Electronically Conductive Protein Nanowires: An Electrifying Discovery for Healthcare Applications

Image Courtesy of Food Safety Magazine.

The latest advancements in synthetic biology allow researchers to engineer proteins with specific, desirable properties. These engineered biomaterials appear in implants, tissue generation, and drug delivery systems. However, most biomaterials are not electrically conductive, and most proteins that have been shown to be conductive are not well-characterized. Designing a protein-based biomaterial that is electrically conductive would be a large step in creating bioelectronic materials which can serve as an interface between organic materials, like the human body, and electronic materials, like implants or prosthetics. In a recent study published in Nature, researchers from Yale University engineered a highly electrically conductive protein nanowire that can be created and purified at scale from E. coli bacteria. 

Daniel Shapiro YC’18, the first author of the paper, started this journey in his senior year at Yale College while working in Associate Professor of Molecular, Cellular & Developmental Biology Farren Isaacs’ synthetic biology lab. As a physics major, however, he wanted to bridge the two seemingly disparate fields of genetic engineering and physics. “I was walking along West Campus and saw a poster for a talk by Nikhil Malvankar, who was then a brand new professor, on electron conductance in bacterial proteins. I thought, ‘This is quantum biology. This is exactly what I want to do,’” Shapiro said. Shapiro reached out to Malvankar, and the two worked with Isaacs to develop a collaborative project focused on making proteins more conductive than usual, using Shapiro’s experience with synthetic biology to make mutations with non-standard amino acids (nsAAs).

The biomaterials Shapiro engineered in this research were E.coli pili, which are short, hair-like projections on the surface of the bacteria. They are a popular biomaterial to study because they can self-assemble into a robust filamentous shape, they show excellent material properties for a protein, and they can withstand a wide range of temperatures and pH conditions that normally degrade proteins. However, they are not electronically conductive. With this project, the researchers aimed to impart electrical conductivity into E.coli using three strategies.

Their first approach was to induce electronic conductivity in E. coli pili through amino acid mutations at the nanostructure level. The team tested protein building blocks of phenylalanine, tyrosine, histidine, and tryptophan. “This first part was [the hardest] because we had to figure out how to make, purify, store, and measure the conductivity of the protein,” Shapiro said. Nevertheless, they found that adding tryptophan increased electrical conductivity by 80-fold. 

The team then came across a paper which showed that E. coli pili could be arranged into different geometric shapes, such as bundles, lattices, and cubes. “Nikhil saw this, and he was like, ‘Okay, what if we try that with our proteins – if we bundle E.coli pili, will that increase conductivity?’” Shapiro said. 

The team found exactly that result. They aligned the pili into long, ordered bundles using a molecule called hexamethylenediamine (HMD). HMD can align the pili since it is positively charged at both ends while the pili is negatively charged, acting like a molecular ‘glue’ between the pili filaments. They found that assembling the pili increased long-range conductivity by five-fold. “If I had to guess why this happened, it’s because if the electrons flow down the outside of the proteins, then having a bunch of channels close together makes it easier to flow between filaments,” Shapiro said.

For the project’s final step, the researchers hypothesized that turning the pili into a scaffold onto which they could attach inorganic molecules may allow for higher electrical conductivity. This property would enable them to attach conductive materials, such as gold nanoparticles, to the filaments. “The hybrid organic-inorganic biomaterial property means you can use [the pili] as a scaffold…for gold nanoparticles to make it highly conductive, but in theory, you could attach it to whatever you want,” Shapiro said. To create this transformation to a scaffold protein, the researchers inserted a nsAA called propargyloxy-phenylalanine (PrOF) into the bacterial pili. This allowed the newly formed hybrid pili to bind with gold nanoparticles, which increased conductivity by 170-fold. 

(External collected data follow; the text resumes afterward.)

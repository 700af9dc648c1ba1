use agent_actions_core::Agent;
use anyhow::{anyhow, Context, Result};
use async_trait::async_trait;
use reqwest::StatusCode;
use serde::{Deserialize, Serialize};
use serde_json::Value;
use thiserror::Error;
use url::Url;

pub const DEFAULT_CAST_API: &str = "https://api.neynar.com/v2/";

#[derive(Debug, Clone, PartialEq, Eq, Deserialize)]
pub struct PublishedCast {
    pub hash: String,
}

/// Why a cast was not published.
///
/// Publishing is not idempotent, so only failures where the server cannot
/// have stored the cast are retryable.
#[derive(Debug, Error)]
pub enum PublishError {
    /// The request never reached the server.
    #[error("cast API unreachable: {0}")]
    Unreachable(String),
    #[error("Failed to publish cast: {0}")]
    Status(StatusCode),
    #[error(transparent)]
    Other(#[from] anyhow::Error),
}

impl PublishError {
    pub fn is_retryable(&self) -> bool {
        match self {
            Self::Unreachable(_) => true,
            // rate limits and gateway errors are answered before the API handles the body
            Self::Status(status) => matches!(status.as_u16(), 429 | 502 | 503 | 504),
            Self::Other(_) => false,
        }
    }
}

/// Posting and profile access for one Farcaster account.
#[async_trait]
pub trait CastClient: Send + Sync {
    async fn publish(&self, agent: &Agent, text: &str) -> Result<PublishedCast, PublishError>;

    /// Profile of the account this client posts as.
    async fn account(&self, agent: &Agent) -> Result<Value>;
}

#[derive(Debug, Clone)]
pub struct CastCredentials {
    pub api_key: String,
    pub signer_uuid: String,
    pub fid: u64,
}

/// Client for a Neynar-compatible HTTP API.
///
/// Requests go through the agent's shared HTTP client.
#[derive(Debug, Clone)]
pub struct HttpCastClient {
    base_url: Url,
    credentials: CastCredentials,
}

#[derive(Serialize)]
struct PublishRequest<'a> {
    signer_uuid: &'a str,
    text: &'a str,
}

#[derive(Deserialize)]
struct PublishResponse {
    cast: PublishedCast,
}

impl HttpCastClient {
    pub fn new(base_url: Url, credentials: CastCredentials) -> Self {
        Self {
            base_url,
            credentials,
        }
    }

    pub fn neynar(credentials: CastCredentials) -> Result<Self> {
        Ok(Self::new(Url::parse(DEFAULT_CAST_API)?, credentials))
    }

    fn endpoint(&self, segments: &[&str]) -> Result<Url> {
        let mut url = self.base_url.clone();
        url.path_segments_mut()
            .map_err(|_| anyhow!("cast API base URL cannot have a path"))?
            .pop_if_empty()
            .extend(segments);
        Ok(url)
    }

    fn cast_url(&self) -> Result<Url> {
        self.endpoint(&["farcaster", "cast"])
    }

    fn user_url(&self) -> Result<Url> {
        let mut url = self.endpoint(&["farcaster", "user", "bulk"])?;
        url.query_pairs_mut()
            .append_pair("fids", &self.credentials.fid.to_string());
        Ok(url)
    }
}

#[async_trait]
impl CastClient for HttpCastClient {
    async fn publish(&self, agent: &Agent, text: &str) -> Result<PublishedCast, PublishError> {
        let url = self.cast_url()?;
        tracing::debug!(%url, chars = text.chars().count(), "publishing cast");

        let response = agent
            .http
            .post(url)
            .header("api_key", &self.credentials.api_key)
            .json(&PublishRequest {
                signer_uuid: &self.credentials.signer_uuid,
                text,
            })
            .send()
            .await
            .map_err(|e| {
                if e.is_connect() {
                    PublishError::Unreachable(e.to_string())
                } else {
                    PublishError::Other(anyhow::Error::new(e).context("cast API request failed"))
                }
            })?;

        if !response.status().is_success() {
            return Err(PublishError::Status(response.status()));
        }

        let body: PublishResponse = response
            .json()
            .await
            .context("cast API returned an unexpected body")?;
        Ok(body.cast)
    }

    async fn account(&self, agent: &Agent) -> Result<Value> {
        let url = self.user_url()?;
        let response = agent
            .http
            .get(url)
            .header("api_key", &self.credentials.api_key)
            .send()
            .await
            .context("cast API request failed")?;

        if !response.status().is_success() {
            return Err(anyhow!("Failed to fetch account details: {}", response.status()));
        }

        let mut body: Value = response.json().await.context("cast API returned invalid JSON")?;
        let user = body
            .get_mut("users")
            .and_then(|users| users.get_mut(0))
            .map(Value::take);
        match user {
            Some(user) => Ok(user),
            None => Err(anyhow!("no account found for fid {}", self.credentials.fid)),
        }
    }
}

#[cfg(test)]
mod tests {
    use super::*;

    fn client(base: &str) -> HttpCastClient {
        HttpCastClient::new(
            Url::parse(base).unwrap(),
            CastCredentials {
                api_key: "key".to_string(),
                signer_uuid: "signer".to_string(),
                fid: 1234,
            },
        )
    }

    #[test]
    fn endpoints_extend_base_path() {
        let client = client("https://casts.example.com/v2/");
        assert_eq!(
            client.cast_url().unwrap().as_str(),
            "https://casts.example.com/v2/farcaster/cast"
        );
        assert_eq!(
            client.user_url().unwrap().as_str(),
            "https://casts.example.com/v2/farcaster/user/bulk?fids=1234"
        );
    }

    #[test]
    fn base_without_trailing_slash() {
        let client = client("https://casts.example.com/v2");
        assert_eq!(
            client.cast_url().unwrap().as_str(),
            "https://casts.example.com/v2/farcaster/cast"
        );
    }

    #[test]
    fn publish_response_shape() {
        let body: PublishResponse =
            serde_json::from_value(serde_json::json!({"cast": {"hash": "0xabc", "author": {}}}))
                .unwrap();
        assert_eq!(body.cast.hash, "0xabc");
    }

    #[test]
    fn only_unaccepted_failures_are_retryable() {
        assert!(PublishError::Unreachable("connection refused".to_string()).is_retryable());
        assert!(PublishError::Status(StatusCode::SERVICE_UNAVAILABLE).is_retryable());
        assert!(PublishError::Status(StatusCode::TOO_MANY_REQUESTS).is_retryable());

        assert!(!PublishError::Status(StatusCode::UNAUTHORIZED).is_retryable());
        assert!(!PublishError::Status(StatusCode::BAD_REQUEST).is_retryable());
        assert!(!PublishError::Status(StatusCode::INTERNAL_SERVER_ERROR).is_retryable());
        assert!(!PublishError::Other(anyhow!("unexpected body")).is_retryable());
    }

    #[test]
    fn status_errors_read_like_the_api_failure() {
        assert_eq!(
            PublishError::Status(StatusCode::UNAUTHORIZED).to_string(),
            "Failed to publish cast: 401 Unauthorized"
        );
    }
}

The applications for this research have widespread medical effects. “Having proteins that are electronically conductive lets you interface between your biological self and computers for medical care,” Shapiro said. The team hopes that their work can be the foundation for upcoming breakthrough innovations in protein nanowires and electrical conductivity.

Shapiro is now at Duke University, pursuing a Ph.D. in Biomedical Engineering and studying how liquid-liquid phase separation of intrinsically disordered proteins can be used to control gene expression.